Tutta la famiglia Petrolini, insieme ad alcuni amici, rimane in vacanza negli Stati Uniti dal 9 al 19 agosto. Appena rientrati, i genitori e la figlia vengono convocati in caserma e scoprono che la madre del bambino trovato nel loro giardino è Chiara e che il padre è Samuel. Ma del ritrovamento del corpo erano venuti a sapere appena sbarcati a New York, il giorno stesso in cui la nonna aveva trovato il bimbo, dopo che i cani, scavando, l'avevano fatto riaffiorare. La casa che avevano lasciato da poche ore e il nastro bianco rosso che delimitava una parte del giardino: era stata Chiara a mostrare alla madre quell’immagine che le aveva inviato un’amica sul telefonino, mentre erano ancora all’aeroporto. E la mamma aveva riacceso subito il cellulare. Era arrivato un messaggio del vicino di casa, Andrea Manzini: «È successo qualcosa, ma stiamo tutti bene», aveva scritto. Poi, il padre aveva telefonato al colonnello Sacchetti ed era venuto a sapere del bambino, trovato in quel fazzoletto di terra sotto alla parete piastrellata. «Tutti siamo rimasti stupiti, scioccati», ricorda rispondendo alle domande dei pm. Racconta di averne parlato anche con Chiara poco dopo, ma «lei non ha detto assolutamente nulla». Ne discutono tra marito e moglie, valutando anche l'ipotesi di ritornare subito a casa. «Io ero infuriata - spiega la madre ai pm -. Non mi capacitavo e non volevo rovinare il viaggio così lontano e organizzato da tempo nella convinzione che non sapessimo nulla. Mio marito si domandava se tornare, ma io dicevo che non dovevamo, non riguardando noi». La notizia è sconvolgente, e spesso la famiglia ne parla a New York . «Con il senno di poi, ricordo che Chiara si estraniava un po'», aggiunge la madre.

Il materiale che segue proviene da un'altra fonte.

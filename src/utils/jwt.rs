// src/utils/jwt.rs

use std::time::{SystemTime, UNIX_EPOCH};

use axum::{
    body::Body,
    extract::State,
    http::{Request, StatusCode, header},
    middleware::Next,
    response::Response,
};
use jsonwebtoken::{DecodingKey, EncodingKey, Header, Validation, decode, encode};
use serde::{Deserialize, Serialize};

use crate::{config::Config, error::AppError};

/// JWT Claims structure.
#[derive(Debug, Deserialize, Serialize, Clone)]
pub struct Claims {
    /// Subject - Stores the User ID (as string).
    pub sub: String,
    /// User's role ('student', 'teacher', 'admin').
    pub role: String,
    /// Expiration time as Unix timestamp.
    pub exp: usize,
}

impl Claims {
    /// The user id carried in `sub`, or 0 when the claim is malformed.
    pub fn user_id(&self) -> i64 {
        self.sub.parse::<i64>().unwrap_or(0)
    }
}

/// Signs a new JWT for the user.
pub fn sign_jwt(
    id: i64,
    role: &str,
    secret: &str,
    expiration_seconds: u64,
) -> Result<String, AppError> {
    // Calculate expiration: current time + expiration_seconds
    let expiration = SystemTime::now()
        .duration_since(UNIX_EPOCH)
        .map_err(|e| AppError::InternalServerError(e.to_string()))?
        .as_secs() as usize
        + expiration_seconds as usize;

    let claims = Claims {
        sub: id.to_string(),
        role: role.to_owned(),
        exp: expiration,
    };

    encode(
        &Header::default(),
        &claims,
        &EncodingKey::from_secret(secret.as_bytes()),
    )
    .map_err(|e| AppError::InternalServerError(e.to_string()))
}

/// Verifies and decodes a JWT string.
///
/// Returns the `Claims` if valid, otherwise returns an `AppError`.
pub fn verify_jwt(token: &str, secret: &str) -> Result<Claims, AppError> {
    let token_data = decode(
        token,
        &DecodingKey::from_secret(secret.as_bytes()),
        &Validation::default(),
    )
    .map_err(|_| AppError::AuthError("Invalid token".to_string()))?;

    Ok(token_data.claims)
}

/// Axum Middleware: Authentication.
///
/// Intercepts requests, validates the 'Authorization: Bearer <token>' header.
/// If valid, injects `Claims` into the request extensions for handlers to use.
/// If invalid, returns 401 Unauthorized.
pub async fn auth_middleware(
    State(config): State<Config>,
    mut req: Request<Body>,
    next: Next,
) -> Result<Response, StatusCode> {
    let auth_header = req
        .headers()
        .get(header::AUTHORIZATION)
        .and_then(|value| value.to_str().ok());

    let token = match auth_header {
        Some(header) if header.starts_with("Bearer ") => &header[7..],
        _ => return Err(StatusCode::UNAUTHORIZED),
    };

    match verify_jwt(token, &config.jwt_secret) {
        Ok(claims) => {
            req.extensions_mut().insert(claims);
            Ok(next.run(req).await)
        }
        Err(_) => Err(StatusCode::UNAUTHORIZED),
    }
}

fn require_role(req: &Request<Body>, role: &str) -> Result<(), StatusCode> {
    let claims = req
        .extensions()
        .get::<Claims>()
        .ok_or(StatusCode::UNAUTHORIZED)?;

    if claims.role != role {
        return Err(StatusCode::FORBIDDEN);
    }

    Ok(())
}

/// Axum Middleware: Student Authorization.
///
/// Must be used AFTER `auth_middleware`. Checks the injected `Claims` for the
/// 'student' role. If not, returns 403 Forbidden.
pub async fn student_middleware(req: Request<Body>, next: Next) -> Result<Response, StatusCode> {
    require_role(&req, "student")?;
    Ok(next.run(req).await)
}

/// Axum Middleware: Teacher Authorization.
///
/// Must be used AFTER `auth_middleware`. Checks the injected `Claims` for the
/// 'teacher' role. If not, returns 403 Forbidden.
pub async fn teacher_middleware(req: Request<Body>, next: Next) -> Result<Response, StatusCode> {
    require_role(&req, "teacher")?;
    Ok(next.run(req).await)
}

/// Axum Middleware: Admin Authorization.
///
/// Must be used AFTER `auth_middleware`. Checks the injected `Claims` for the
/// 'admin' role. If not, returns 403 Forbidden.
pub async fn admin_middleware(req: Request<Body>, next: Next) -> Result<Response, StatusCode> {
    require_role(&req, "admin")?;
    Ok(next.run(req).await)
}
// src/delivery.rs

use std::collections::HashMap;

use rand::rngs::StdRng;
use rand::seq::SliceRandom;
use rand::SeedableRng;
use sqlx::SqlitePool;

use crate::error::AppError;
use crate::models::question::{OptionView, Question, QuestionOption, QuestionView};

/// Builds the question set delivered to one student for one exam start.
///
/// The set is loaded in authored order and then shuffled by a seeded,
/// side-effect-free pass, so ordering is decided entirely by the seed
/// the caller draws. A fresh seed per call means re-entering an open
/// attempt may show a different order; answers are keyed by question
/// and option ids, so nothing depends on position.
///
/// An exam with no questions yields an empty list and the caller
/// decides how to react.
pub async fn questions_for_student(
    pool: &SqlitePool,
    exam_id: i64,
    randomize_questions: bool,
    randomize_options: bool,
    seed: u64,
) -> Result<Vec<QuestionView>, AppError> {
    let mut questions = load_question_set(pool, exam_id).await?;
    shuffle_question_set(&mut questions, randomize_questions, randomize_options, seed);
    Ok(questions)
}

/// Loads questions ordered by position and options ordered by letter.
/// Correctness flags stay behind; the view never carries them.
async fn load_question_set(
    pool: &SqlitePool,
    exam_id: i64,
) -> Result<Vec<QuestionView>, AppError> {
    let questions = sqlx::query_as::<_, Question>(
        "SELECT id, exam_id, question_text, question_image, marks, difficulty, order_position, created_at
         FROM questions
         WHERE exam_id = ?
         ORDER BY order_position, id",
    )
    .bind(exam_id)
    .fetch_all(pool)
    .await?;

    let options = sqlx::query_as::<_, QuestionOption>(
        "SELECT o.id, o.question_id, o.option_letter, o.option_text, o.is_correct
         FROM options o
         JOIN questions q ON q.id = o.question_id
         WHERE q.exam_id = ?
         ORDER BY o.question_id, o.option_letter",
    )
    .bind(exam_id)
    .fetch_all(pool)
    .await?;

    let mut options_by_question: HashMap<i64, Vec<OptionView>> = HashMap::new();
    for option in options {
        options_by_question
            .entry(option.question_id)
            .or_default()
            .push(OptionView {
                id: option.id,
                option_letter: option.option_letter,
                option_text: option.option_text,
            });
    }

    Ok(questions
        .into_iter()
        .map(|question| QuestionView {
            id: question.id,
            question_text: question.question_text,
            question_image: question.question_image,
            marks: question.marks,
            difficulty: question.difficulty,
            options: options_by_question.remove(&question.id).unwrap_or_default(),
        })
        .collect())
}

/// Shuffles question order and per-question option order in place.
/// Pure: the same seed and flags always produce the same arrangement.
pub fn shuffle_question_set(
    questions: &mut [QuestionView],
    randomize_questions: bool,
    randomize_options: bool,
    seed: u64,
) {
    let mut rng = StdRng::seed_from_u64(seed);
    if randomize_questions {
        questions.shuffle(&mut rng);
    }
    if randomize_options {
        for question in questions.iter_mut() {
            question.options.shuffle(&mut rng);
        }
    }
}
#[tokio::test]
async fn test_protected_routes_require_token_and_role() {
    // Arrange
    let app = spawn_app().await;
    let client = reqwest::Client::new();
    let group_id = seed_group(&app.pool).await;
    let (_, _, login_code) = seed_student(&app.pool, group_id, "1234").await;
    let token = login(&client, &app.address, &login_code, "1234").await["token"]
        .as_str()
        .unwrap()
        .to_string();

    // Act + Assert: no token.
    let response = client
        .get(&format!("{}/api/student/attempts", app.address))
        .send()
        .await
        .unwrap();
    assert_eq!(response.status().as_u16(), 401);

    // Act + Assert: garbage token.
    let response = client
        .get(&format!("{}/api/student/attempts", app.address))
        .header("Authorization", "Bearer not.a.jwt")
        .send()
        .await
        .unwrap();
    assert_eq!(response.status().as_u16(), 401);

    // Act + Assert: valid student token on a teacher route.
    let response = client
        .get(&format!("{}/api/teacher/exams", app.address))
        .header("Authorization", format!("Bearer {}", token))
        .send()
        .await
        .unwrap();
    assert_eq!(response.status().as_u16(), 403);

    // Act + Assert: and on an admin route.
    let response = client
        .get(&format!("{}/api/admin/users", app.address))
        .header("Authorization", format!("Bearer {}", token))
        .send()
        .await
        .unwrap();
    assert_eq!(response.status().as_u16(), 403);
}

#[tokio::test]
async fn test_admin_provisions_accounts_and_catalog() {
    // Arrange
    let app = spawn_app().await;
    let client = reqwest::Client::new();
    let (_, admin_code) = seed_user(&app.pool, "admin", "8080").await;
    let token = login(&client, &app.address, &admin_code, "8080").await["token"]
        .as_str()
        .unwrap()
        .to_string();
    let auth = format!("Bearer {}", token);

    // 1. Catalog: group and subject, codes stored uppercase.
    let response = client
        .post(&format!("{}/api/admin/groups", app.address))
        .header("Authorization", &auth)
        .json(&serde_json::json!({ "code": "cs-21", "name": "Computer Science 21" }))
        .send()
        .await
        .unwrap();
    assert_eq!(response.status().as_u16(), 201);
    let group = response.json::<serde_json::Value>().await.unwrap();
    assert_eq!(group["code"], "CS-21");
    let group_id = group["id"].as_i64().unwrap();

    let response = client
        .post(&format!("{}/api/admin/subjects", app.address))
        .header("Authorization", &auth)
        .json(&serde_json::json!({ "code": "math", "name": "Mathematics" }))
        .send()
        .await
        .unwrap();
    assert_eq!(response.status().as_u16(), 201);

    // 2. A teacher and a student account.
    let response = client
        .post(&format!("{}/api/admin/teachers", app.address))
        .header("Authorization", &auth)
        .json(&serde_json::json!({
            "login_code": "t_prov_1",
            "pin": "4321",
            "first_name": "Tess",
            "last_name": "Teacher"
        }))
        .send()
        .await
        .unwrap();
    assert_eq!(response.status().as_u16(), 201);

    let response = client
        .post(&format!("{}/api/admin/students", app.address))
        .header("Authorization", &auth)
        .json(&serde_json::json!({
            "login_code": "s_prov_1",
            "pin": "1234",
            "first_name": "Stu",
            "last_name": "Student",
            "academic_group_id": group_id
        }))
        .send()
        .await
        .unwrap();
    assert_eq!(response.status().as_u16(), 201);
    let student = response.json::<serde_json::Value>().await.unwrap();
    assert_eq!(student["login_code"], "S_PROV_1");
    let student_user_id = student["user_id"].as_i64().unwrap();

    // 3. Duplicate login code and unknown group are rejected.
    let response = client
        .post(&format!("{}/api/admin/students", app.address))
        .header("Authorization", &auth)
        .json(&serde_json::json!({
            "login_code": "S_PROV_1",
            "pin": "5678",
            "first_name": "Dup",
            "last_name": "Licate",
            "academic_group_id": group_id
        }))
        .send()
        .await
        .unwrap();
    assert_eq!(response.status().as_u16(), 409);

    let response = client
        .post(&format!("{}/api/admin/students", app.address))
        .header("Authorization", &auth)
        .json(&serde_json::json!({
            "login_code": "s_prov_2",
            "pin": "5678",
            "first_name": "No",
            "last_name": "Group",
            "academic_group_id": 999_999
        }))
        .send()
        .await
        .unwrap();
    assert_eq!(response.status().as_u16(), 400);

    // 4. The provisioned student can log in.
    let body = login(&client, &app.address, "S_PROV_1", "1234").await;
    assert_eq!(body["role"], "student");

    // 5. Disabling the account locks it out; re-enabling lets it back in.
    let response = client
        .put(&format!(
            "{}/api/admin/users/{}/active",
            app.address, student_user_id
        ))
        .header("Authorization", &auth)
        .json(&serde_json::json!({ "is_active": false }))
        .send()
        .await
        .unwrap();
    assert_eq!(response.status().as_u16(), 200);

    let response = client
        .post(&format!("{}/api/auth/login", app.address))
        .json(&serde_json::json!({ "login_code": "S_PROV_1", "pin": "1234" }))
        .send()
        .await
        .unwrap();
    assert_eq!(response.status().as_u16(), 403);

    let response = client
        .put(&format!(
            "{}/api/admin/users/{}/active",
            app.address, student_user_id
        ))
        .header("Authorization", &auth)
        .json(&serde_json::json!({ "is_active": true }))
        .send()
        .await
        .unwrap();
    assert_eq!(response.status().as_u16(), 200);
    login(&client, &app.address, "S_PROV_1", "1234").await;

    // 6. Unknown user id.
    let response = client
        .put(&format!("{}/api/admin/users/999999/active", app.address))
        .header("Authorization", &auth)
        .json(&serde_json::json!({ "is_active": false }))
        .send()
        .await
        .unwrap();
    assert_eq!(response.status().as_u16(), 404);

    // 7. The listing shows everything provisioned here.
    let response = client
        .get(&format!("{}/api/admin/users", app.address))
        .header("Authorization", &auth)
        .send()
        .await
        .unwrap();
    assert_eq!(response.status().as_u16(), 200);
    let users = response.json::<serde_json::Value>().await.unwrap();
    let codes: Vec<&str> = users
        .as_array()
        .unwrap()
        .iter()
        .map(|u| u["login_code"].as_str().unwrap())
        .collect();
    assert!(codes.contains(&"S_PROV_1"));
    assert!(codes.contains(&"T_PROV_1"));
}

#[tokio::test]
async fn test_admin_routes_forbidden_for_teachers() {
    // Arrange
    let app = spawn_app().await;
    let client = reqwest::Client::new();
    let (_, _, login_code) = seed_teacher(&app.pool, "4321").await;
    let token = login(&client, &app.address, &login_code, "4321").await["token"]
        .as_str()
        .unwrap()
        .to_string();

    // Act
    let response = client
        .post(&format!("{}/api/admin/groups", app.address))
        .header("Authorization", format!("Bearer {}", token))
        .json(&serde_json::json!({ "code": "x1", "name": "Nope" }))
        .send()
        .await
        .unwrap();

    // Assert
    assert_eq!(response.status().as_u16(), 403);
}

Il saggio saltato e l'emorragia

Ed è con lei, alla luce di un'intercettazione ambientale in caserma in cui parlava con Chiara di un'altra emorragia dovuta al ciclo, che gli inquirenti cercano di approfondire lo scenario inquietante che stanno già ipotizzando. «Lei non è venuta al saggio di pianoforte di... (il fratello minorenne, ndr) attribuendo l'assenza a un forte ciclo, ma non ricordo se era maggio 2022 o 2023. Aveva sporcato un po' la vasca e le lenzuola al piano di sopra».

Era il 12 maggio 2023, secondo quanto ricostruito dagli inquirenti. Il primo figlio di Chiara. Sepolto nello stesso angolo di giardino. E ritrovato tre giorni dopo quell'interrogatorio dei suoi genitori.